## [Exercise objective]
Work out how many lines in the entries below contain the string "summary". Reply with that figure alone.

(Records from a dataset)
use serde::{ser::SerializeStruct, Deserialize, Serialize};
use strum_macros::IntoStaticStr;

use sysdefs::tpm2::NvHandle;

/// The TPM device is missing, unusable, or refused an operation.
#[derive(Debug, Eq, thiserror::Error, Serialize, Deserialize, PartialEq, IntoStaticStr)]
#[serde(rename_all = "kebab-case")]
#[strum(serialize_all = "kebab-case")]
pub enum TpmError {
    #[error("No TPM 2.0 device is available")]
    NoTpmDevice,
    #[error("TPM 2.0 device is present but disabled")]
    TpmDisabled,
    #[error("TPM 2.0 device is in dictionary-attack lockout mode")]
    TpmInLockout,
    #[error("Failed to connect to TPM 2.0 device")]
    TpmConnectFailed,
    #[error("Failed to provision TPM 2.0 device")]
    TpmProvisioningFailed,
    #[error("Lockout authorization file '{path}' does not exist")]
    LockoutAuthMissing { path: PathBuf },
    #[error("No free NV index handle in the reserved policy counter block")]
    NoFreeNvHandles,
    #[error("Failed to release NV index handles: {summary}")]
    ReleaseHandles { summary: String },
}

/// Firmware state prevents secure sealing.
#[derive(Debug, Eq, thiserror::Error, Serialize, Deserialize, PartialEq, IntoStaticStr)]
#[serde(rename_all = "kebab-case")]
#[strum(serialize_all = "kebab-case")]
pub enum FirmwareError {
    #[error("Secure boot is disabled")]
    SecureBootDisabled,
    #[error("EFI variable '{name}' is missing")]
    SecureBootVariableMissing { name: String },
    #[error("Not running on an EFI system")]
    NotEfi,
}

/// Disk probing failed.
#[derive(Debug, Eq, thiserror::Error, Serialize, Deserialize, PartialEq, IntoStaticStr)]
#[serde(rename_all = "kebab-case")]
#[strum(serialize_all = "kebab-case")]
pub enum DiskError {
    #[error("No partition with filesystem label '{label}'")]
    LabelNotFound { label: String },
    #[error("Device '{device}' is not a LUKS2 container")]
    DeviceNotEncrypted { device: String },
}

/// A key-data record could not be located or decoded.
#[derive(Debug, Eq, thiserror::Error, Serialize, Deserialize, PartialEq, IntoStaticStr)]
#[serde(rename_all = "kebab-case")]
#[strum(serialize_all = "kebab-case")]
pub enum KeyDataError {
    #[error("No key data in token '{slot_name}' and no fallback file: {token_error}")]
    KeyDataMissing {
        slot_name: String,
        token_error: String,
    },
    #[error("Malformed key data in '{source_desc}'")]
    KeyDataMalformed { source_desc: String },
}

/// LUKS2 keyslot bookkeeping was violated.
#[derive(Debug, Eq, thiserror::Error, Serialize, Deserialize, PartialEq, IntoStaticStr)]
#[serde(rename_all = "kebab-case")]
#[strum(serialize_all = "kebab-case")]
pub enum SlotError {
    #[error("Keyslot '{name}' already exists")]
    SlotExists { name: String },
    #[error("Keyslot '{name}' does not exist")]
    SlotMissing { name: String },
    #[error("Rename of keyslot '{name}' overlaps another rename in the batch")]
    SlotNameCycle { name: String },
}

/// The out-of-process FDE hook helper misbehaved.
#[derive(Debug, Eq, thiserror::Error, Serialize, Deserialize, PartialEq, IntoStaticStr)]
#[serde(rename_all = "kebab-case")]
#[strum(serialize_all = "kebab-case")]
pub enum HookError {
    #[error("FDE hook helper failed: {details}")]
    HookHelperFailed { details: String },
    #[error("FDE hook helper did not finish within {seconds} seconds")]
    HookHelperTimeout { seconds: u64 },
}

/// Sealing inputs were rejected before any key material was touched.
#[derive(Debug, Eq, thiserror::Error, Serialize, Deserialize, PartialEq, IntoStaticStr)]
#[serde(rename_all = "kebab-case")]
#[strum(serialize_all = "kebab-case")]
pub enum SealingError {
    #[error("Cannot seal keys without model parameters")]
    NoModelParams,
    #[error("Unsupported KDF type '{kdf}'")]
    KdfUnsupported { kdf: String },
    #[error("Unsupported volumes authentication mode '{mode}'")]
    AuthModeUnsupported { mode: String },
    #[error("Cannot add {sub_profile} profile")]
    AddSubProfile { sub_profile: String },
    #[error("Encryption container for '{device}' is already finished")]
    ContainerFinished { device: PathBuf },
    #[error("Failed to reseal key in slot '{slot_name}' of '{device}'")]
    ResealKey { device: PathBuf, slot_name: String },
    #[error("Failed to revoke previous PCR policies for counter {counter}")]
    RevokePolicies { counter: NvHandle },
}

/// Outcomes of trying to unlock a volume.
#[derive(Debug, Eq, thiserror::Error, Serialize, Deserialize, PartialEq, IntoStaticStr)]
#[serde(rename_all = "kebab-case")]
#[strum(serialize_all = "kebab-case")]
pub enum ActivationError {
    #[error("Cannot activate encrypted device '{device}'")]
    ActivationFailed { device: PathBuf },
    /// Sentinel: activation succeeded, but with the recovery key. Callers
    /// treat this as a successful outcome with a distinct unlock method.
    #[error("Volume was unlocked with the recovery key")]
    RecoveryKeyUsed,
}

/// A bug in this library or a broken invariant.
#[derive(Debug, Eq, thiserror::Error, Serialize, PartialEq, IntoStaticStr)]
#[serde(rename_all = "kebab-case")]
#[strum(serialize_all = "kebab-case")]
pub enum InternalError {
    #[error("Internal error: {0}")]
    Internal(&'static str),
    #[error("Load chain contains a cycle")]
    LoadChainCycle,
    #[error("CSPRNG failure: {0}")]
    RandomSource(&'static str),
    #[error("Compound check error carries an unexpected inner error: {inner}")]
    UnexpectedCheckError { inner: String },
    #[error("Compound check error wraps no errors")]
    EmptyCompoundError,
}

/// Each variant of `ErrorKind` is a category of error. Categories route
/// failures to the right remediation; the per-variant tags are stable
/// across versions.
#[derive(Debug, Eq, thiserror::Error, IntoStaticStr, PartialEq)]
#[strum(serialize_all = "kebab-case")]
pub enum ErrorKind {
    #[error(transparent)]
    Tpm(#[from] TpmError),

    #[error(transparent)]
    Firmware(#[from] FirmwareError),

    #[error(transparent)]
    Disk(#[from] DiskError),

    #[error(transparent)]
    KeyData(#[from] KeyDataError),

    #[error(transparent)]
    Slot(#[from] SlotError),

    #[error(transparent)]
    Hook(#[from] HookError),

    #[error(transparent)]
    Sealing(#[from] SealingError),

    #[error(transparent)]
    Activation(#[from] ActivationError),

    #[error(transparent)]
    Internal(#[from] InternalError),
}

## [Solution to the exercise]
2